- [What you have to do]: Please write out the data below once more, exactly as it stands.

= Beginning of Section =

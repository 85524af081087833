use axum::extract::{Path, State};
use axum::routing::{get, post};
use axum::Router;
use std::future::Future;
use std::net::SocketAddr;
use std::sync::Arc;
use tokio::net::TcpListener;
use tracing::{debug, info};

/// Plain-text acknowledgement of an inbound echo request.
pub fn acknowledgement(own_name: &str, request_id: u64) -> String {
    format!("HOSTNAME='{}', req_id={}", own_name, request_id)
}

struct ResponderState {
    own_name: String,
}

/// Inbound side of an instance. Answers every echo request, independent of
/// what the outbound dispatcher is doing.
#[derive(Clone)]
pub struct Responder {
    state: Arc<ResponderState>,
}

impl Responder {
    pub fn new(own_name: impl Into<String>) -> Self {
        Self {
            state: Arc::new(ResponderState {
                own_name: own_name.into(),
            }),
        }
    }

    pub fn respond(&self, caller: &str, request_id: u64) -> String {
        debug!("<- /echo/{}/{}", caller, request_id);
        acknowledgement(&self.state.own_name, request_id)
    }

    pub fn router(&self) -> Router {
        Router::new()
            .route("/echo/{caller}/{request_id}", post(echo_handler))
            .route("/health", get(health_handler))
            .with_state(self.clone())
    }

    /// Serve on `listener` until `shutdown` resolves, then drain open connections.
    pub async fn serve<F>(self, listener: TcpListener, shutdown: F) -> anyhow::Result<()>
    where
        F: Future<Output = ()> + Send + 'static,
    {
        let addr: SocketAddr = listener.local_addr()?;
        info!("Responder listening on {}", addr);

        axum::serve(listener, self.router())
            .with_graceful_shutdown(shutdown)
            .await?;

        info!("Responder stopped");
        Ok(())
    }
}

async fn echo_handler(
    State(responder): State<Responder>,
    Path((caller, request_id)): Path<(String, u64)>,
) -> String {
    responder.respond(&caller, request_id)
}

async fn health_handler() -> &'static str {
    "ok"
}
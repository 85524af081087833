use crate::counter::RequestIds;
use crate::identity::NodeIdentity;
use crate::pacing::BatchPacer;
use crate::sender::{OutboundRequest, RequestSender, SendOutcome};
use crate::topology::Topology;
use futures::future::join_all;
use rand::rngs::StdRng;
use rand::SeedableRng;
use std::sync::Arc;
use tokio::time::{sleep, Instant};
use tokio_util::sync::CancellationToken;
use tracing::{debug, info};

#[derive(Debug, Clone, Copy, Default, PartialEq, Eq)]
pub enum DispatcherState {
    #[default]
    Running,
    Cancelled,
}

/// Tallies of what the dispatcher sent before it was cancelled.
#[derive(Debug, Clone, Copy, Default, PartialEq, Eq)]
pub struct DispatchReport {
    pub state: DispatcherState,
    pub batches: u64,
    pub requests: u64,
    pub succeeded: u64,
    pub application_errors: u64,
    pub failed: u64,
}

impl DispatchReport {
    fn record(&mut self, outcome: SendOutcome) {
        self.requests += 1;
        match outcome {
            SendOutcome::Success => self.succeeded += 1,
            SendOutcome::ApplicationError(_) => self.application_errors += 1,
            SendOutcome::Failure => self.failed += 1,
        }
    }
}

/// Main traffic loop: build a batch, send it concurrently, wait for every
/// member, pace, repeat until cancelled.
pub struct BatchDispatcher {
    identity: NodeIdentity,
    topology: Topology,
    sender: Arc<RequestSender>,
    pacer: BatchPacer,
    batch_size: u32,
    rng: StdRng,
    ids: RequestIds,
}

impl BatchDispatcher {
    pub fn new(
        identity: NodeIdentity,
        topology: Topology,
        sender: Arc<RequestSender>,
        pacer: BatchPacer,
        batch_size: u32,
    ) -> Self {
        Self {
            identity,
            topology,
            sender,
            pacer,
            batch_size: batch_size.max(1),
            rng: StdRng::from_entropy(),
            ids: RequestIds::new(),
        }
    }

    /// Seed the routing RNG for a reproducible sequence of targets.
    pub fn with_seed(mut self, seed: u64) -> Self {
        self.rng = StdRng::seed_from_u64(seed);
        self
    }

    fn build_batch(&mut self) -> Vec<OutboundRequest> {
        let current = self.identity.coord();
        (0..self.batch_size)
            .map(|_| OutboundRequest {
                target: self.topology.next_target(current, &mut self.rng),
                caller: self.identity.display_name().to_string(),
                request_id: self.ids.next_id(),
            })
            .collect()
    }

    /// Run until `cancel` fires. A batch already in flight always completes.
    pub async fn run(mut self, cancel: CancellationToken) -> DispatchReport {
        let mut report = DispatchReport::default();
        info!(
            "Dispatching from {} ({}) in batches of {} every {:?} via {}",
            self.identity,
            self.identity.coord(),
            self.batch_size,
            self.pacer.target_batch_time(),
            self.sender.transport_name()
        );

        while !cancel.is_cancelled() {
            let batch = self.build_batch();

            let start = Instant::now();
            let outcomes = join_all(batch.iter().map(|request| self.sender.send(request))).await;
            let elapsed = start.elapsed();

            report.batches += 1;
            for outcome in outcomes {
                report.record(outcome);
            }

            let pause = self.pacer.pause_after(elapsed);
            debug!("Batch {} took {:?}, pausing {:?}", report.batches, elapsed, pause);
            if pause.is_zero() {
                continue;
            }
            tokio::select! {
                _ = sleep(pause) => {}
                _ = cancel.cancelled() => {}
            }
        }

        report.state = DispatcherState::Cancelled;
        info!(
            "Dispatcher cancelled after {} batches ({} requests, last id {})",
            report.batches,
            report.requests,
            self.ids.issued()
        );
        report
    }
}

= End of Section =

- [Solved exercise]:
repository 85524af081087833
use axum::extract::{Path, State};
use axum::routing::{get, post};
use axum::Router;
use std::future::Future;
use std::net::SocketAddr;
use std::sync::Arc;
use tokio::net::TcpListener;
use tracing::{debug, info};

/// Plain-text acknowledgement of an inbound echo request.
pub fn acknowledgement(own_name: &str, request_id: u64) -> String {
    format!("HOSTNAME='{}', req_id={}", own_name, request_id)
}

struct ResponderState {
    own_name: String,
}

/// Inbound side of an instance. Answers every echo request, independent of
/// what the outbound dispatcher is doing.
#[derive(Clone)]
pub struct Responder {
    state: Arc<ResponderState>,
}

impl Responder {
    pub fn new(own_name: impl Into<String>) -> Self {
        Self {
            state: Arc::new(ResponderState {
                own_name: own_name.into(),
            }),
        }
    }

    pub fn respond(&self, caller: &str, request_id: u64) -> String {
        debug!("<- /echo/{}/{}", caller, request_id);
        acknowledgement(&self.state.own_name, request_id)
    }

    pub fn router(&self) -> Router {
        Router::new()
            .route("/echo/{caller}/{request_id}", post(echo_handler))
            .route("/health", get(health_handler))
            .with_state(self.clone())
    }

    /// Serve on `listener` until `shutdown` resolves, then drain open connections.
    pub async fn serve<F>(self, listener: TcpListener, shutdown: F) -> anyhow::Result<()>
    where
        F: Future<Output = ()> + Send + 'static,
    {
        let addr: SocketAddr = listener.local_addr()?;
        info!("Responder listening on {}", addr);

        axum::serve(listener, self.router())
            .with_graceful_shutdown(shutdown)
            .await?;

        info!("Responder stopped");
        Ok(())
    }
}

async fn echo_handler(
    State(responder): State<Responder>,
    Path((caller, request_id)): Path<(String, u64)>,
) -> String {
    responder.respond(&caller, request_id)
}

async fn health_handler() -> &'static str {
    "ok"
}
repository 85524af081087833
use crate::counter::RequestIds;
use crate::identity::NodeIdentity;
use crate::pacing::BatchPacer;
use crate::sender::{OutboundRequest, RequestSender, SendOutcome};
use crate::topology::Topology;
use futures::future::join_all;
use rand::rngs::StdRng;
use rand::SeedableRng;
use std::sync::Arc;
use tokio::time::{sleep, Instant};
use tokio_util::sync::CancellationToken;
use tracing::{debug, info};

#[derive(Debug, Clone, Copy, Default, PartialEq, Eq)]
pub enum DispatcherState {
    #[default]
    Running,
    Cancelled,
}

/// Tallies of what the dispatcher sent before it was cancelled.
#[derive(Debug, Clone, Copy, Default, PartialEq, Eq)]
pub struct DispatchReport {
    pub state: DispatcherState,
    pub batches: u64,
    pub requests: u64,
    pub succeeded: u64,
    pub application_errors: u64,
    pub failed: u64,
}

impl DispatchReport {
    fn record(&mut self, outcome: SendOutcome) {
        self.requests += 1;
        match outcome {
            SendOutcome::Success => self.succeeded += 1,
            SendOutcome::ApplicationError(_) => self.application_errors += 1,
            SendOutcome::Failure => self.failed += 1,
        }
    }
}

/// Main traffic loop: build a batch, send it concurrently, wait for every
/// member, pace, repeat until cancelled.
pub struct BatchDispatcher {
    identity: NodeIdentity,
    topology: Topology,
    sender: Arc<RequestSender>,
    pacer: BatchPacer,
    batch_size: u32,
    rng: StdRng,
    ids: RequestIds,
}

impl BatchDispatcher {
    pub fn new(
        identity: NodeIdentity,
        topology: Topology,
        sender: Arc<RequestSender>,
        pacer: BatchPacer,
        batch_size: u32,
    ) -> Self {
        Self {
            identity,
            topology,
            sender,
            pacer,
            batch_size: batch_size.max(1),
            rng: StdRng::from_entropy(),
            ids: RequestIds::new(),
        }
    }

    /// Seed the routing RNG for a reproducible sequence of targets.
    pub fn with_seed(mut self, seed: u64) -> Self {
        self.rng = StdRng::seed_from_u64(seed);
        self
    }

    fn build_batch(&mut self) -> Vec<OutboundRequest> {
        let current = self.identity.coord();
        (0..self.batch_size)
            .map(|_| OutboundRequest {
                target: self.topology.next_target(current, &mut self.rng),
                caller: self.identity.display_name().to_string(),
                request_id: self.ids.next_id(),
            })
            .collect()
    }

    /// Run until `cancel` fires. A batch already in flight always completes.
    pub async fn run(mut self, cancel: CancellationToken) -> DispatchReport {
        let mut report = DispatchReport::default();
        info!(
            "Dispatching from {} ({}) in batches of {} every {:?} via {}",
            self.identity,
            self.identity.coord(),
            self.batch_size,
            self.pacer.target_batch_time(),
            self.sender.transport_name()
        );

        while !cancel.is_cancelled() {
            let batch = self.build_batch();

            let start = Instant::now();
            let outcomes = join_all(batch.iter().map(|request| self.sender.send(request))).await;
            let elapsed = start.elapsed();

            report.batches += 1;
            for outcome in outcomes {
                report.record(outcome);
            }

            let pause = self.pacer.pause_after(elapsed);
            debug!("Batch {} took {:?}, pausing {:?}", report.batches, elapsed, pause);
            if pause.is_zero() {
                continue;
            }
            tokio::select! {
                _ = sleep(pause) => {}
                _ = cancel.cancelled() => {}
            }
        }

        report.state = DispatcherState::Cancelled;
        info!(
            "Dispatcher cancelled after {} batches ({} requests, last id {})",
            report.batches,
            report.requests,
            self.ids.issued()
        );
        report
    }
}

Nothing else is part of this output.